Ever want to smoke fish on your bbq? or Flavour cream for really crazy creme brulees? Please let me know. There is nothing wrong with learning more than the basics as we go. The basics just make things easier and more efficient.

Please tell me what you want to know how to cook.

Dig in, chow down.

Chef P.

PS Sorry for the short post. I am editing the longer sauce posts so not to be novels. Will be up soon. Thank you for waiting.

Why learn this Sauce crap?

Hi All,

So I know a lot of you reading this are having the thought, “He keeps talking about how important learning this is, but is he really going to talk about all this sauce crap?’ To answer you, Yes I am. But I am going to mix it up along the way so it isn’t too boring.

It is true that you can buy most of these sauces in the store in some form, or similar if you add to some pre-made sauce. It is also true that most of these sauces you will never use for anything. I know I haven’t used most of them since the first time I made them in school. But I will ask you this, other than engineers or some other similar profession, when was the last time you used trigonometry?

I get it. It is boring to learn something that is not useful to your future or something that learning it to learn the basis of the paradigm is not useful.

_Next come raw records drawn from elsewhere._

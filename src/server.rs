use anyhow::{Context, Result};
use axum::body::Body;
use axum::extract::State;
use axum::extract::rejection::JsonRejection;
use axum::http::{StatusCode, header};
use axum::response::{IntoResponse, Response};
use axum::routing::{get, post};
use axum::{Json, Router};
use futures::StreamExt;
use serde_json::json;
use std::convert::Infallible;
use std::net::SocketAddr;
use tokio::net::TcpListener;
use tracing::{info, warn};

use crate::service::{ChatRequest, ChatService};

pub fn router(service: ChatService) -> Router {
    Router::new()
        .route("/chat", post(chat))
        .route("/chat/stream", post(chat_stream))
        .route("/health", get(|| async { "OK" }))
        .with_state(service)
}

/// Serves the API on `addr` until Ctrl-C.
pub async fn serve(addr: SocketAddr, service: ChatService) -> Result<()> {
    let listener = TcpListener::bind(addr)
        .await
        .with_context(|| format!("failed to bind HTTP listener on {addr}"))?;
    let local_addr = listener.local_addr().context("failed to read listener address")?;
    info!(addr = %local_addr, "chat server listening");

    axum::serve(listener, router(service))
        .with_graceful_shutdown(shutdown_signal())
        .await
        .context("HTTP server failed")?;

    info!("chat server stopped");
    Ok(())
}

async fn shutdown_signal() {
    if let Err(err) = tokio::signal::ctrl_c().await {
        warn!(error = %err, "failed to listen for Ctrl-C; serving until killed");
        std::future::pending::<()>().await;
    }
    info!("shutdown signal received");
}

async fn chat(
    State(service): State<ChatService>,
    payload: Result<Json<ChatRequest>, JsonRejection>,
) -> Response {
    let request = match payload {
        Ok(Json(request)) => request,
        Err(rejection) => return bad_request(rejection.body_text()),
    };
    match service.reply(request).await {
        Ok(reply) => Json(reply).into_response(),
        Err(err) => bad_request(err.to_string()),
    }
}

async fn chat_stream(
    State(service): State<ChatService>,
    payload: Result<Json<ChatRequest>, JsonRejection>,
) -> Response {
    let request = match payload {
        Ok(Json(request)) => request,
        Err(rejection) => return bad_request(rejection.body_text()),
    };
    match service.reply_stream(request) {
        Ok(chunks) => {
            let body = Body::from_stream(chunks.map(Ok::<_, Infallible>));
            ([(header::CONTENT_TYPE, "text/plain; charset=utf-8")], body).into_response()
        }
        Err(err) => bad_request(err.to_string()),
    }
}

/// Every rejected body, malformed JSON included, gets the same 400 shape.
fn bad_request(message: String) -> Response {
    warn!(error = %message, "rejected chat request");
    (StatusCode::BAD_REQUEST, Json(json!({ "error": message }))).into_response()
}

It is even worse when you can learn it from a newer book without learning all the steps between. But this book uses the same foundations as learning the steps.

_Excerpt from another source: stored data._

use futures::StreamExt;
use reqwest::Client;
use serde::{Deserialize, Serialize};
use serde_json::{Value, json};
use std::time::Duration;
use tracing::{debug, warn};

use crate::model::{
    ImageRef, ModelClient, ModelDelta, ModelFuture, ModelReply, ModelRequest, ModelStreamFuture,
    ProviderError, Turn,
};
use crate::providers::collapse_deltas;
use crate::providers::http_errors::{model_api_request_error, model_api_status_error};
use crate::providers::stream::response_lines;
use crate::tools::ToolSpec;

pub const DEFAULT_OLLAMA_BASE_URL: &str = "http://localhost:11434";

pub struct OllamaClient {
    http: Client,
    model: String,
    base_url: String,
    timeout_secs: u64,
    vision: bool,
}

#[derive(Debug, Serialize)]
struct OllamaChatRequest {
    model: String,
    stream: bool,
    messages: Vec<ChatMessage>,
    #[serde(skip_serializing_if = "Vec::is_empty")]
    tools: Vec<Value>,
    options: ChatOptions,
}

#[derive(Debug, Serialize)]
struct ChatOptions {
    temperature: f32,
}

#[derive(Debug, Serialize)]
struct ChatMessage {
    role: &'static str,
    content: String,
    #[serde(skip_serializing_if = "Vec::is_empty")]
    images: Vec<String>,
    #[serde(skip_serializing_if = "Vec::is_empty")]
    tool_calls: Vec<Value>,
    #[serde(skip_serializing_if = "Option::is_none")]
    tool_name: Option<String>,
}

impl ChatMessage {
    fn text(role: &'static str, content: impl Into<String>) -> Self {
        Self {
            role,
            content: content.into(),
            images: Vec::new(),
            tool_calls: Vec::new(),
            tool_name: None,
        }
    }
}

#[derive(Debug, Deserialize)]
struct OllamaChatResponse {
    message: Option<ChatMessageResponse>,
    error: Option<String>,
}

#[derive(Debug, Deserialize)]
struct ChatMessageResponse {
    #[serde(default)]
    content: String,
    #[serde(default)]
    tool_calls: Vec<OllamaToolCall>,
}

#[derive(Debug, Deserialize)]
struct OllamaToolCall {
    function: OllamaFunction,
}

#[derive(Debug, Deserialize)]
struct OllamaFunction {
    name: String,
    #[serde(default)]
    arguments: Value,
}

impl OllamaClient {
    pub fn new(http: Client, model: impl Into<String>) -> Self {
        Self {
            http,
            model: model.into(),
            base_url: DEFAULT_OLLAMA_BASE_URL.to_string(),
            timeout_secs: 60,
            vision: false,
        }
    }

    pub fn with_base_url(mut self, base_url: impl Into<String>) -> Self {
        self.base_url = base_url.into();
        self
    }

    pub fn with_timeout_secs(mut self, timeout_secs: u64) -> Self {
        self.timeout_secs = timeout_secs;
        self
    }

    pub fn with_vision(mut self, vision: bool) -> Self {
        self.vision = vision;
        self
    }

    async fn send(
        &self,
        request: &ModelRequest,
        stream: bool,
    ) -> Result<reqwest::Response, ProviderError> {
        let api_url = chat_url(&self.base_url);
        let body = OllamaChatRequest {
            model: self.model.clone(),
            stream,
            messages: to_ollama_messages(request),
            tools: request.tools.iter().map(to_ollama_tool).collect(),
            options: ChatOptions {
                temperature: request.temperature,
            },
        };
        debug!(
            api_url = %api_url,
            model = %self.model,
            message_count = body.messages.len(),
            stream,
            "sending ollama chat request"
        );

        let mut builder = self.http.post(&api_url).json(&body);
        if !stream {
            builder = builder.timeout(Duration::from_secs(self.timeout_secs));
        }

        let response = builder.send().await.map_err(|err| {
            warn!(
                api_url = %api_url,
                model = %self.model,
                error = %err,
                "ollama request failed"
            );
            model_api_request_error(err, &api_url, self.timeout_secs)
        })?;

        if !response.status().is_success() {
            let status = response.status();
            let response_body = response
                .text()
                .await
                .unwrap_or_else(|_| "<failed to read response body>".to_string());
            warn!(
                api_url = %api_url,
                model = %self.model,
                status = %status,
                response_body_len = response_body.len(),
                "ollama returned non-success status"
            );
            return Err(model_api_status_error(status, &response_body));
        }

        Ok(response)
    }
}

fn chat_url(base_url: &str) -> String {
    format!("{}/api/chat", base_url.trim_end_matches('/'))
}

fn to_ollama_messages(request: &ModelRequest) -> Vec<ChatMessage> {
    let mut messages = Vec::with_capacity(request.turns.len() + 1);
    if !request.system_prompt.trim().is_empty() {
        messages.push(ChatMessage::text("system", request.system_prompt.clone()));
    }

    for turn in &request.turns {
        let message = match turn {
            Turn::User { text, image } => {
                let mut message = ChatMessage::text("user", text.clone());
                match image {
                    Some(ImageRef::Inline { data, .. }) => message.images.push(data.clone()),
                    // Ollama cannot fetch remote images.
                    Some(ImageRef::Url { url }) => {
                        message.content = format!("{text}\n[attached image: {url}]").trim().to_string();
                    }
                    None => {}
                }
                message
            }
            Turn::Assistant { text } => ChatMessage::text("assistant", text.clone()),
            Turn::ToolCall { name, arguments, .. } => {
                let mut message = ChatMessage::text("assistant", "");
                message.tool_calls.push(json!({
                    "function": { "name": name, "arguments": arguments }
                }));
                message
            }
            Turn::ToolResult { name, result } => {
                let mut message = ChatMessage::text("tool", result.clone());
                message.tool_name = Some(name.clone());
                message
            }
        };
        messages.push(message);
    }

    messages
}

fn to_ollama_tool(tool: &ToolSpec) -> Value {
    json!({
        "type": "function",
        "function": {
            "name": tool.name,
            "description": tool.description,
            "parameters": tool.parameters,
        }
    })
}

fn message_deltas(message: ChatMessageResponse) -> Vec<ModelDelta> {
    let mut deltas = Vec::new();
    if !message.content.is_empty() {
        deltas.push(ModelDelta::Text(message.content));
    }
    deltas.extend(message.tool_calls.into_iter().map(|call| ModelDelta::ToolCall {
        name: call.function.name,
        arguments: match call.function.arguments {
            Value::Null => json!({}),
            other => other,
        },
        signature: None,
    }));
    deltas
}

fn into_reply(response: OllamaChatResponse) -> Result<ModelReply, ProviderError> {
    if let Some(error) = response.error {
        return Err(ProviderError::Api { status: 200, body: error });
    }
    let message = response
        .message
        .ok_or_else(|| ProviderError::Parse("response has no message".to_string()))?;

    Ok(collapse_deltas(message_deltas(message)))
}

impl ModelClient for OllamaClient {
    fn name(&self) -> &str {
        &self.model
    }

    fn supports_vision(&self) -> bool {
        self.vision
    }

    fn chat<'a>(&'a self, request: &'a ModelRequest) -> ModelFuture<'a> {
        Box::pin(async move {
            let response = self.send(request, false).await?;
            let parsed: OllamaChatResponse = response
                .json()
                .await
                .map_err(|err| ProviderError::Parse(err.to_string()))?;
            let reply = into_reply(parsed)?;
            debug!(model = %self.model, "received ollama chat response");
            Ok(reply)
        })
    }

    fn chat_stream<'a>(&'a self, request: &'a ModelRequest) -> ModelStreamFuture<'a> {
        Box::pin(async move {
            let response = self.send(request, true).await?;
            let mut lines = response_lines(response);

            let deltas = async_stream::stream! {
                while let Some(line) = lines.next().await {
                    let line = match line {
                        Ok(line) => line,
                        Err(err) => {
                            yield Err(err);
                            break;
                        }
                    };
                    let chunk = match serde_json::from_str::<OllamaChatResponse>(&line) {
                        Ok(chunk) => chunk,
                        Err(err) => {
                            yield Err(ProviderError::Parse(err.to_string()));
                            break;
                        }
                    };
                    if let Some(error) = chunk.error {
                        yield Err(ProviderError::Api { status: 200, body: error });
                        break;
                    }
                    if let Some(message) = chunk.message {
                        for delta in message_deltas(message) {
                            yield Ok(delta);
                        }
                    }
                }
            };
            Ok(deltas.boxed())
        })
    }
}
//! Runs the built binary with an unsupported provider so startup logs are
//! written and the process exits early.

use serde_json::Value;
use std::fs;
use std::path::{Path, PathBuf};
use std::process::Command;
use std::time::{SystemTime, UNIX_EPOCH};

const STARTUP_EVENT: &str = "loaded runtime configuration";

struct Run {
    success: bool,
    stderr: String,
}

fn run_cli(log_output: &str, log_format: &str, log_file_path: Option<&Path>) -> Run {
    let mut cmd = Command::new(env!("CARGO_BIN_EXE_cipriano"));
    cmd.arg("what time is it?")
        .env("MODEL_PROVIDER", "invalid")
        .env("RUST_LOG", "cipriano=info")
        .env("LOG_OUTPUT", log_output)
        .env("LOG_FORMAT", log_format)
        .env_remove("BIND_ADDR");
    match log_file_path {
        Some(path) => cmd.env("LOG_FILE_PATH", path),
        None => cmd.env_remove("LOG_FILE_PATH"),
    };

    let output = cmd.output().expect("failed to run cipriano binary");
    Run {
        success: output.status.success(),
        stderr: String::from_utf8_lossy(&output.stderr).into_owned(),
    }
}

struct TempDir(PathBuf);

impl TempDir {
    fn new(label: &str) -> Self {
        let stamp = SystemTime::now()
            .duration_since(UNIX_EPOCH)
            .expect("system clock should be after unix epoch")
            .as_nanos();
        let dir = std::env::temp_dir().join(format!(
            "cipriano-logging-{label}-{stamp}-{}",
            std::process::id()
        ));
        fs::create_dir_all(&dir).expect("failed to create temp directory");
        Self(dir)
    }

    /// Contents of the newest daily file rotated from `base_name`.
    fn rotated_log(&self, base_name: &str) -> String {
        let prefix = format!("{base_name}.");
        let newest = fs::read_dir(&self.0)
            .expect("failed to read temp directory")
            .filter_map(|entry| entry.ok().map(|entry| entry.path()))
            .filter(|path| {
                path.file_name()
                    .and_then(|name| name.to_str())
                    .is_some_and(|name| name.starts_with(&prefix))
            })
            .max()
            .expect("expected a rotated log file to be created");
        fs::read_to_string(newest).expect("failed to read rotated log file")
    }
}

impl Drop for TempDir {
    fn drop(&mut self) {
        let _ = fs::remove_dir_all(&self.0);
    }
}

#[test]
fn unsupported_provider_fails_startup() {
    let run = run_cli("stderr", "pretty", None);

    assert!(!run.success, "invalid provider should fail the command");
    assert!(
        run.stderr.contains("Unsupported MODEL_PROVIDER='invalid'"),
        "expected provider error on stderr:\n{}",
        run.stderr
    );
    assert!(run.stderr.contains(STARTUP_EVENT), "stderr:\n{}", run.stderr);
}

#[test]
fn json_format_emits_structured_startup_event() {
    let run = run_cli("stderr", "json", None);

    let events: Vec<Value> = run
        .stderr
        .lines()
        .filter(|line| line.trim_start().starts_with('{'))
        .map(|line| serde_json::from_str(line).expect("log line should be valid JSON"))
        .collect();
    let startup = events
        .iter()
        .find(|event| event["fields"]["message"] == STARTUP_EVENT)
        .unwrap_or_else(|| panic!("no startup event in stderr:\n{}", run.stderr));

    assert_eq!(startup["fields"]["provider"], "invalid");
    assert_eq!(startup["fields"]["max_iterations"], 6);
}

#[test]
fn file_output_keeps_logs_off_stderr() {
    let dir = TempDir::new("file");
    let run = run_cli("file", "pretty", Some(&dir.0.join("cipriano.log")));

    assert!(dir.rotated_log("cipriano.log").contains(STARTUP_EVENT));
    assert!(
        !run.stderr.contains(STARTUP_EVENT),
        "file-only mode should not log to stderr:\n{}",
        run.stderr
    );
    assert!(run.stderr.contains("Unsupported MODEL_PROVIDER"), "stderr:\n{}", run.stderr);
}

#[test]
fn both_output_writes_stderr_and_file() {
    let dir = TempDir::new("both");
    let run = run_cli("both", "pretty", Some(&dir.0.join("cipriano.log")));

    assert!(dir.rotated_log("cipriano.log").contains(STARTUP_EVENT));
    assert!(run.stderr.contains(STARTUP_EVENT), "stderr:\n{}", run.stderr);
}

#[test]
fn unusable_log_directory_falls_back_to_stderr() {
    let dir = TempDir::new("fallback");
    let blocking_file = dir.0.join("not-a-directory");
    fs::write(&blocking_file, "block").expect("failed to create blocking file");

    let run = run_cli("file", "pretty", Some(&blocking_file.join("cipriano.log")));

    for expected in [
        "failed to initialize LOG_OUTPUT=file",
        "using stderr instead",
        STARTUP_EVENT,
    ] {
        assert!(
            run.stderr.contains(expected),
            "expected '{expected}' on stderr:\n{}",
            run.stderr
        );
    }
}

One of the biggest things great cooking needs is patience. You can get all the certificates you want about cooking but you know what, you will never learn everything there is to know about cooking. So take your time and learn the basics right and then everything else will come together to make amazing meals. It’s ok if after you learn the basics you use short cuts because they are cheaper, more efficient, and more consistent. I believe this because if you know the basics you will find out that the short cuts only work in dire emergencies.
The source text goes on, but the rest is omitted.